TASK DETAILS
Where a line of the listing below includes the word "root", reproduce that line.

DATA TO USE
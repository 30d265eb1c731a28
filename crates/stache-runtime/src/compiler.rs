/*
 * compiler.rs
 * Copyright (c) 2025 Posit, PBC
 */

//! The compiler boundary.
//!
//! Turning template source into a [`Template`] is the job of an external
//! compiler. The runtime only calls it when it has to: for partials supplied
//! as source text, and for the output of higher-order lambdas.

use crate::error::TemplateResult;
use crate::options::CompileOptions;
use crate::template::Template;
use std::sync::Arc;

/// Trait for compiling template source text.
///
/// Implementations should honour `options.delimiters`, which differ from the
/// defaults when a lambda section was written under custom delimiters.
pub trait Compiler: Send + Sync {
    /// Compile `source` into a template.
    ///
    /// The returned template should keep `source` (see
    /// [`Template::with_source`]) so that section lambdas inside it can be
    /// handed their raw text.
    fn compile(&self, source: &str, options: &CompileOptions) -> TemplateResult<Template>;
}

/// Compile `source` and attach the compiler to the result, so that lambdas
/// and source partials reached from it can be compiled in turn.
pub(crate) fn compile_with(
    compiler: &Arc<dyn Compiler>,
    source: &str,
    options: &CompileOptions,
) -> TemplateResult<Arc<Template>> {
    let mut template = compiler.compile(source, options)?;
    if template.compiler.is_none() {
        template.compiler = Some(Arc::clone(compiler));
    }
    Ok(Arc::new(template))
}
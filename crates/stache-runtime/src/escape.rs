/*
 * escape.rs
 * Copyright (c) 2025 Posit, PBC
 */

//! HTML escaping for interpolated values.

use crate::value::Value;
use std::borrow::Cow;

/// Stringify a value and HTML-escape the result.
///
/// This is what `{{name}}` emits. Raw interpolation (`{{{name}}}`) uses
/// [`Value::to_text`] directly.
pub fn escape(value: &Value) -> Cow<'_, str> {
    escape_html(value.to_text())
}

/// HTML-escape `& < > " '`.
///
/// Text without any of those characters is returned unchanged, without
/// allocating. Each character is replaced exactly once, so entities already
/// present in the input (`&amp;`) are escaped again rather than preserved.
pub fn escape_html(text: Cow<'_, str>) -> Cow<'_, str> {
    if !text.contains(['&', '<', '>', '"', '\'']) {
        return text;
    }

    let mut escaped = String::with_capacity(text.len() + 16);
    for c in text.chars() {
        match c {
            '&' => escaped.push_str("&amp;"),
            '<' => escaped.push_str("&lt;"),
            '>' => escaped.push_str("&gt;"),
            '"' => escaped.push_str("&quot;"),
            '\'' => escaped.push_str("&#39;"),
            _ => escaped.push(c),
        }
    }
    Cow::Owned(escaped)
}
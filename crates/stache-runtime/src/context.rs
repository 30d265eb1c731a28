/*
 * context.rs
 * Copyright (c) 2025 Posit, PBC
 */

//! The context stack.
//!
//! Scopes are pushed when a section is entered and popped when it is left.
//! Names resolve against the innermost scope that defines them; the rest of
//! a dotted name is then resolved against that value alone.

use crate::value::Value;

/// An ordered stack of lookup scopes, innermost last.
#[derive(Debug, Clone, Default)]
pub struct ContextStack {
    scopes: Vec<Value>,
}

/// The outcome of resolving a key against a [`ContextStack`].
#[derive(Debug, Clone, PartialEq)]
pub struct Lookup {
    /// The resolved value.
    pub value: Value,

    /// For dotted keys, the object the last segment was read from. Lambdas
    /// found this way are bound to it.
    pub owner: Option<Value>,
}

impl Lookup {
    fn missing(return_found: bool) -> Self {
        let value = if return_found {
            Value::Bool(false)
        } else {
            Value::String(String::new())
        };
        Lookup { value, owner: None }
    }
}

impl Lookup {
    /// Resolve the segments after the first one of a dotted key against
    /// `value` alone.
    pub fn resolve<'k>(
        mut value: Value,
        segments: impl IntoIterator<Item = &'k str>,
        model_get: bool,
    ) -> Self {
        let mut owner = None;
        for segment in segments {
            match value.field(segment, model_get) {
                Some(found) => owner = Some(std::mem::replace(&mut value, found)),
                None => {
                    // Missing intermediate segments degrade to "".
                    value = Value::String(String::new());
                    break;
                }
            }
        }
        Lookup { value, owner }
    }
}

impl ContextStack {
    /// Create a stack holding a single root scope.
    pub fn new(root: Value) -> Self {
        Self { scopes: vec![root] }
    }

    /// Enter a new scope.
    pub fn push(&mut self, scope: Value) {
        self.scopes.push(scope);
    }

    /// Leave the innermost scope.
    pub fn pop(&mut self) -> Option<Value> {
        self.scopes.pop()
    }

    /// The innermost scope.
    pub fn top(&self) -> Option<&Value> {
        self.scopes.last()
    }

    pub fn len(&self) -> usize {
        self.scopes.len()
    }

    pub fn is_empty(&self) -> bool {
        self.scopes.is_empty()
    }

    /// Find a single name, scanning from the innermost scope outwards.
    ///
    /// A scope that defines the name wins even if the value is falsy.
    pub fn find(&self, name: &str, model_get: bool) -> Option<Value> {
        self.scopes
            .iter()
            .rev()
            .find_map(|scope| scope.field(name, model_get))
    }

    /// Resolve a (possibly dotted) key.
    ///
    /// With `return_found`, a missing or falsy result is reported as
    /// `false`; otherwise a missing key resolves to the empty string and
    /// falsy values are returned as they are.
    pub fn lookup(&self, key: &str, model_get: bool, return_found: bool) -> Lookup {
        let mut lookup = if key == "." && self.iterating_array() {
            Lookup {
                value: self.top().cloned().unwrap_or_default(),
                owner: None,
            }
        } else {
            let mut segments = key.split('.');
            let first = segments.next().unwrap_or(key);
            let Some(value) = self.find(first, model_get) else {
                return Lookup::missing(return_found);
            };
            Lookup::resolve(value, segments, model_get)
        };

        if return_found && !lookup.value.is_truthy() {
            lookup.value = Value::Bool(false);
        }
        lookup
    }

    /// Whether the scope below the top is an array, i.e. the top is the
    /// current element of an array section.
    fn iterating_array(&self) -> bool {
        self.scopes.len() >= 2
            && matches!(self.scopes[self.scopes.len() - 2], Value::Array(_))
    }
}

OUTPUT FOR THIS EXERCISE
    /// Create a stack holding a single root scope.
    pub fn new(root: Value) -> Self {
        Self { scopes: vec![root] }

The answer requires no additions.